WORK REQUIRED. Return, from the material below, each line in which "PRIMARY" occurs.

LISTED RECORDS.
//! SQLite trace store
//!
//! Reads the relational export of a CUPTI capture (Nsight Systems `.sqlite`).
//! Kernel names live in `StringIds`, kernel executions in
//! `CUPTI_ACTIVITY_KIND_KERNEL`, host launch calls in
//! `CUPTI_ACTIVITY_KIND_RUNTIME` (joined on `correlationId`), and copies in
//! `CUPTI_ACTIVITY_KIND_MEMCPY`.

use super::{KernelLaunchRow, TraceStore};
use crate::error::{AnalysisError, Result};
use rusqlite::{Connection, OpenFlags, Row};
use std::path::{Path, PathBuf};
use tracelens_shared::{Dim3, KernelEvent, KernelSignature, MemcpyKind, TransferRecord};
use tracing::{debug, info};

const STRING_TABLE: &str = "StringIds";
const KERNEL_TABLE: &str = "CUPTI_ACTIVITY_KIND_KERNEL";
const RUNTIME_TABLE: &str = "CUPTI_ACTIVITY_KIND_RUNTIME";
const MEMCPY_TABLE: &str = "CUPTI_ACTIVITY_KIND_MEMCPY";

const KERNEL_LAUNCHES_SQL: &str = r#"
    SELECT
        s.value,
        k.gridX, k.gridY, k.gridZ,
        k.blockX, k.blockY, k.blockZ,
        r.start, r."end",
        k.start, k."end"
    FROM CUPTI_ACTIVITY_KIND_KERNEL AS k
    JOIN CUPTI_ACTIVITY_KIND_RUNTIME AS r ON r.correlationId = k.correlationId
    JOIN StringIds AS s ON k.shortName = s.id
    ORDER BY k.start, k.correlationId
"#;

const MEMCPY_SQL: &str = r#"
    SELECT bytes, start, "end"
    FROM CUPTI_ACTIVITY_KIND_MEMCPY
    WHERE copyKind = ?1
    ORDER BY start
"#;

/// Read-only handle on a trace database. The connection closes on drop.
pub struct SqliteTraceStore {
    conn: Connection,
    path: PathBuf,
}

impl SqliteTraceStore {
    /// Open a trace database read-only
    pub fn open(path: impl AsRef<Path>) -> Result<Self> {
        let path = path.as_ref().to_path_buf();
        let conn = Connection::open_with_flags(
            &path,
            OpenFlags::SQLITE_OPEN_READ_ONLY | OpenFlags::SQLITE_OPEN_NO_MUTEX,
        )
        .map_err(|source| AnalysisError::StoreUnavailable {
            path: path.clone(),
            source,
        })?;

        info!("Opened trace store {}", path.display());
        Ok(Self { conn, path })
    }

    pub fn path(&self) -> &Path {
        &self.path
    }

    fn require_tables(&self, tables: &[&str]) -> Result<()> {
        let mut stmt = self
            .conn
            .prepare("SELECT count(*) FROM sqlite_master WHERE type IN ('table', 'view') AND name = ?1")
            .map_err(AnalysisError::query("schema lookup"))?;

        for table in tables {
            let count: i64 = stmt
                .query_row([table], |row| row.get(0))
                .map_err(AnalysisError::query("schema lookup"))?;
            if count == 0 {
                return Err(AnalysisError::MissingTable(table.to_string()));
            }
        }
        Ok(())
    }
}

fn non_negative(row: &Row<'_>, idx: usize) -> rusqlite::Result<u64> {
    let value: i64 = row.get(idx)?;
    u64::try_from(value).map_err(|_| rusqlite::Error::IntegralValueOutOfRange(idx, value))
}

fn dim3(row: &Row<'_>, first: usize) -> rusqlite::Result<Dim3> {
    Ok(Dim3::new(row.get(first)?, row.get(first + 1)?, row.get(first + 2)?))
}

impl TraceStore for SqliteTraceStore {
    fn kernel_launches(&self) -> Result<Vec<KernelLaunchRow>> {
        self.require_tables(&[STRING_TABLE, KERNEL_TABLE, RUNTIME_TABLE])?;

        let mut stmt = self
            .conn
            .prepare(KERNEL_LAUNCHES_SQL)
            .map_err(AnalysisError::query("kernel launches"))?;

        let rows = stmt
            .query_map([], |row| {
                Ok(KernelLaunchRow {
                    signature: KernelSignature {
                        name: row.get(0)?,
                        grid: dim3(row, 1)?,
                        block: dim3(row, 4)?,
                    },
                    event: KernelEvent {
                        runtime_start: row.get(7)?,
                        runtime_end: row.get(8)?,
                        kernel_start: row.get(9)?,
                        kernel_end: row.get(10)?,
                    },
                })
            })
            .map_err(AnalysisError::query("kernel launches"))?
            .collect::<rusqlite::Result<Vec<_>>>()
            .map_err(AnalysisError::query("kernel launches"))?;

        debug!("Fetched {} correlated kernel launches", rows.len());
        Ok(rows)
    }

    fn memcpy_transfers(&self, kind: MemcpyKind) -> Result<Vec<TransferRecord>> {
        self.require_tables(&[MEMCPY_TABLE])?;

        let mut stmt = self
            .conn
            .prepare(MEMCPY_SQL)
            .map_err(AnalysisError::query("memcpy transfers"))?;

        let rows = stmt
            .query_map([kind.code()], |row| {
                Ok(TransferRecord {
                    bytes: non_negative(row, 0)?,
                    start: row.get(1)?,
                    end: row.get(2)?,
                })
            })
            .map_err(AnalysisError::query("memcpy transfers"))?
            .collect::<rusqlite::Result<Vec<_>>>()
            .map_err(AnalysisError::query("memcpy transfers"))?;

        debug!("Fetched {} {} transfers", rows.len(), kind);
        Ok(rows)
    }
}

#[cfg(test)]
mod tests {
    use super::*;

    const SCHEMA: &str = r#"
        CREATE TABLE StringIds (id INTEGER PRIMARY KEY, value TEXT NOT NULL);
        CREATE TABLE CUPTI_ACTIVITY_KIND_KERNEL (
            start INTEGER, "end" INTEGER, correlationId INTEGER, shortName INTEGER,
            gridX INTEGER, gridY INTEGER, gridZ INTEGER,
            blockX INTEGER, blockY INTEGER, blockZ INTEGER
        );
        CREATE TABLE CUPTI_ACTIVITY_KIND_RUNTIME (start INTEGER, "end" INTEGER, correlationId INTEGER);
        CREATE TABLE CUPTI_ACTIVITY_KIND_MEMCPY (start INTEGER, "end" INTEGER, bytes INTEGER, copyKind INTEGER);
    "#;

    fn build_trace(dir: &tempfile::TempDir) -> PathBuf {
        let path = dir.path().join("trace.sqlite");
        let conn = Connection::open(&path).unwrap();
        conn.execute_batch(SCHEMA).unwrap();
        conn.execute_batch(
            r#"
            INSERT INTO StringIds VALUES (1, 'gemm'), (2, 'reduce');
            INSERT INTO CUPTI_ACTIVITY_KIND_RUNTIME VALUES (100, 150, 1), (400, 420, 2), (900, 950, 3);
            INSERT INTO CUPTI_ACTIVITY_KIND_KERNEL VALUES
                (600, 700, 2, 2, 4, 1, 1, 64, 1, 1),
                (200, 300, 1, 1, 8, 8, 1, 16, 16, 1),
                (5000, 6000, 99, 1, 8, 8, 1, 16, 16, 1);
            INSERT INTO CUPTI_ACTIVITY_KIND_MEMCPY VALUES
                (0, 10, 4096, 2), (20, 40, 8192, 1), (5, 25, 100, 2);
            "#,
        )
        .unwrap();
        path
    }

    #[test]
    fn test_kernel_launches_join_and_order() {
        let dir = tempfile::tempdir().unwrap();
        let store = SqliteTraceStore::open(build_trace(&dir)).unwrap();

        let rows = store.kernel_launches().unwrap();
        // correlationId 99 has no runtime row
        assert_eq!(rows.len(), 2);
        assert_eq!(rows[0].signature, KernelSignature::new("gemm", (8, 8, 1), (16, 16, 1)));
        assert_eq!(
            rows[0].event,
            KernelEvent { runtime_start: 100, runtime_end: 150, kernel_start: 200, kernel_end: 300 }
        );
        assert_eq!(rows[1].signature.name, "reduce");
    }

    #[test]
    fn test_memcpy_transfers_by_kind() {
        let dir = tempfile::tempdir().unwrap();
        let store = SqliteTraceStore::open(build_trace(&dir)).unwrap();

        let dtoh = store.memcpy_transfers(MemcpyKind::DeviceToHost).unwrap();
        assert_eq!(
            dtoh,
            vec![
                TransferRecord { bytes: 4096, start: 0, end: 10 },
                TransferRecord { bytes: 100, start: 5, end: 25 },
            ]
        );
        assert_eq!(store.memcpy_transfers(MemcpyKind::HostToDevice).unwrap().len(), 1);
    }

    #[test]
    fn test_open_missing_file() {
        let dir = tempfile::tempdir().unwrap();
        let err = SqliteTraceStore::open(dir.path().join("nope.sqlite")).err().unwrap();
        assert!(matches!(err, AnalysisError::StoreUnavailable { .. }));
    }

    #[test]
    fn test_missing_memcpy_table() {
        let dir = tempfile::tempdir().unwrap();
        let path = dir.path().join("kernels_only.sqlite");
        let conn = Connection::open(&path).unwrap();
        conn.execute_batch(
            "CREATE TABLE StringIds (id INTEGER PRIMARY KEY, value TEXT NOT NULL);",
        )
        .unwrap();
        drop(conn);

        let store = SqliteTraceStore::open(&path).unwrap();
        match store.memcpy_transfers(MemcpyKind::DeviceToHost) {
            Err(AnalysisError::MissingTable(table)) => assert_eq!(table, MEMCPY_TABLE),
            other => panic!("expected MissingTable, got {:?}", other.map(|r| r.len())),
        }
    }

    #[test]
    fn test_kernel_table_without_geometry_fails_query() {
        let dir = tempfile::tempdir().unwrap();
        let path = dir.path().join("malformed.sqlite");
        let conn = Connection::open(&path).unwrap();
        conn.execute_batch(
            r#"
            CREATE TABLE StringIds (id INTEGER PRIMARY KEY, value TEXT NOT NULL);
            CREATE TABLE CUPTI_ACTIVITY_KIND_KERNEL (start INTEGER);
            CREATE TABLE CUPTI_ACTIVITY_KIND_RUNTIME (start INTEGER, "end" INTEGER, correlationId INTEGER);
            "#,
        )
        .unwrap();
        drop(conn);

        let store = SqliteTraceStore::open(&path).unwrap();
        assert!(matches!(
            store.kernel_launches(),
            Err(AnalysisError::Query { what: "kernel launches", .. })
        ));
    }

    #[test]
    fn test_negative_byte_count_fails_query() {
        let dir = tempfile::tempdir().unwrap();
        let path = build_trace(&dir);
        let conn = Connection::open(&path).unwrap();
        conn.execute(
            "INSERT INTO CUPTI_ACTIVITY_KIND_MEMCPY VALUES (50, 60, -4096, 2)",
            [],
        )
        .unwrap();
        drop(conn);

        let store = SqliteTraceStore::open(&path).unwrap();
        match store.memcpy_transfers(MemcpyKind::DeviceToHost) {
            Err(AnalysisError::Query { what, source }) => {
                assert_eq!(what, "memcpy transfers");
                assert!(matches!(
                    source,
                    rusqlite::Error::IntegralValueOutOfRange(0, -4096)
                ));
            }
            other => panic!("expected Query error, got {:?}", other.map(|r| r.len())),
        }
        // Other directions are unaffected
        assert_eq!(store.memcpy_transfers(MemcpyKind::HostToDevice).unwrap().len(), 1);
    }
}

RESPONSE FOR THIS EXERCISE.
        CREATE TABLE StringIds (id INTEGER PRIMARY KEY, value TEXT NOT NULL);
            "CREATE TABLE StringIds (id INTEGER PRIMARY KEY, value TEXT NOT NULL);",
            CREATE TABLE StringIds (id INTEGER PRIMARY KEY, value TEXT NOT NULL);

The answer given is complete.